'''

//! Persisted sketch-to-board association

use serde::{Deserialize, Serialize};

use crate::fqbn::{base_fqbn, Fqbn};

/// Board type of sketches bound to a cloud (IoT) device
pub const CLOUD_BOARD_TYPE: &str = "cloud";

/// The durable "last known association" of a sketch
///
/// Supplied by the host. The selection core never writes it directly; it
/// asks the host through a [`SketchDataPatch`].
#[derive(Debug, Clone, Default, PartialEq, Eq, Deserialize, Serialize)]
#[serde(rename_all = "camelCase")]
pub struct SketchMetadata {
    #[serde(default)]
    pub fqbn: Option<String>,

    #[serde(default)]
    pub board_name: Option<String>,

    #[serde(default)]
    pub architecture: Option<String>,

    #[serde(default)]
    pub board_type: Option<String>,

    #[serde(default)]
    pub iot_device_id: Option<String>,
}

impl SketchMetadata {
    pub fn with_board(
        fqbn: impl Into<String>,
        board_name: impl Into<String>,
        architecture: impl Into<String>,
    ) -> Self {
        Self {
            fqbn: Some(fqbn.into()),
            board_name: Some(board_name.into()),
            architecture: Some(architecture.into()),
            board_type: None,
            iot_device_id: None,
        }
    }

    /// Mark as bound to a cloud device
    pub fn cloud(mut self, iot_device_id: Option<String>) -> Self {
        self.board_type = Some(CLOUD_BOARD_TYPE.to_string());
        self.iot_device_id = iot_device_id;
        self
    }

    /// No board association recorded
    pub fn is_empty(&self) -> bool {
        self.fqbn.as_deref().map_or(true, str::is_empty)
    }

    pub fn is_cloud(&self) -> bool {
        self.board_type.as_deref() == Some(CLOUD_BOARD_TYPE)
    }

    pub fn base_fqbn(&self) -> Option<String> {
        self.fqbn.as_deref().and_then(base_fqbn)
    }

    pub fn parsed_fqbn(&self) -> Option<Fqbn> {
        self.fqbn.as_deref().and_then(|f| f.parse().ok())
    }

    /// Whether a device architecture is compatible with the recorded one
    ///
    /// Missing values on either side are treated as compatible.
    pub fn architecture_matches(&self, architecture: Option<&str>) -> bool {
        match (self.architecture.as_deref(), architecture) {
            (Some(own), Some(other)) if !own.is_empty() && !other.is_empty() => own == other,
            _ => true,
        }
    }
}

/// Change to sketch metadata requested from the host
///
/// Fields are written verbatim; `None` clears the field.
#[derive(Debug, Clone, Default, PartialEq, Eq, Serialize)]
#[serde(rename_all = "camelCase")]
pub struct SketchDataPatch {
    pub fqbn: Option<String>,
    pub board_name: Option<String>,
    pub architecture: Option<String>,
}

impl SketchDataPatch {
    /// Patch that removes the board association
    pub fn clear_board() -> Self {
        Self::default()
    }

    /// Apply to a metadata record, as a host would
    pub fn apply(&self, metadata: &SketchMetadata) -> SketchMetadata {
        SketchMetadata {
            fqbn: self.fqbn.clone(),
            board_name: self.board_name.clone(),
            architecture: self.architecture.clone(),
            ..metadata.clone()
        }
    }
}
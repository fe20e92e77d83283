//! Pairing of USB ports with cloud-registered IoT devices
//!
//! A physical board can show up twice: as a USB port reported by the
//! local agent and as an IoT device reported by the cloud. These helpers
//! decide whether two such endpoints are the same board.

use boardlink_core::{DetectedDevice, Fqbn, IotDevice};

use crate::config::MatchingSettings;

/// Whether the USB serial number of a board model identifies the device
///
/// First-party boards are trusted unless listed as unstable; third-party
/// boards only when listed as stable.
pub fn serial_number_is_stable(fqbn: &str, matching: &MatchingSettings) -> bool {
    let Ok(parsed) = fqbn.parse::<Fqbn>() else {
        return false;
    };
    let base = parsed.base();

    if matching.stable_serial_number_boards.iter().any(|b| *b == base) {
        return true;
    }
    parsed.is_first_party() && !matching.unstable_serial_number_boards.iter().any(|b| *b == base)
}

/// USB port that belongs to an IoT device
///
/// Serial number first; for stable-serial boards nothing else counts.
/// Otherwise the first port of the same board model, then the first port
/// the agent could not identify.
pub fn find_matching_serial_port<'a>(
    device: &IotDevice,
    ports: &'a [DetectedDevice],
    matching: &MatchingSettings,
) -> Option<&'a DetectedDevice> {
    if let Some(serial) = device.device.serial() {
        if let Some(port) = ports.iter().find(|p| p.serial() == Some(serial)) {
            return Some(port);
        }
    }

    let fqbn = device.device.fqbn.as_deref();
    if fqbn.is_some_and(|f| serial_number_is_stable(f, matching)) {
        return None;
    }

    fqbn.and_then(|f| ports.iter().find(|p| p.is_board(f)))
        .or_else(|| ports.iter().find(|p| p.is_unknown_board))
}

/// OTA-capable IoT device that belongs to a USB port
///
/// A sketch bound to a cloud device names its device directly. Otherwise
/// stable-serial boards match by serial number and the rest by board model.
pub fn find_matching_ota_device<'a>(
    port: &DetectedDevice,
    ota_devices: impl IntoIterator<Item = &'a IotDevice>,
    iot_device_id: Option<&str>,
    matching: &MatchingSettings,
) -> Option<&'a IotDevice> {
    let mut ota_devices = ota_devices.into_iter();
    if let Some(id) = iot_device_id {
        return ota_devices.find(|d| d.id == id);
    }

    let stable = port
        .fqbn
        .as_deref()
        .is_some_and(|f| serial_number_is_stable(f, matching));

    ota_devices.find(|d| {
        if stable {
            port.serial().is_some() && d.device.serial() == port.serial()
        } else {
            port.fqbn.as_deref().is_some_and(|f| d.device.is_board(f))
        }
    })
}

'''

Assigned task
The lines to return are those holding the string "that" anywhere in the listing above.

Expected answer
    /// Patch that removes the board association
/// USB port that belongs to an IoT device
/// OTA-capable IoT device that belongs to a USB port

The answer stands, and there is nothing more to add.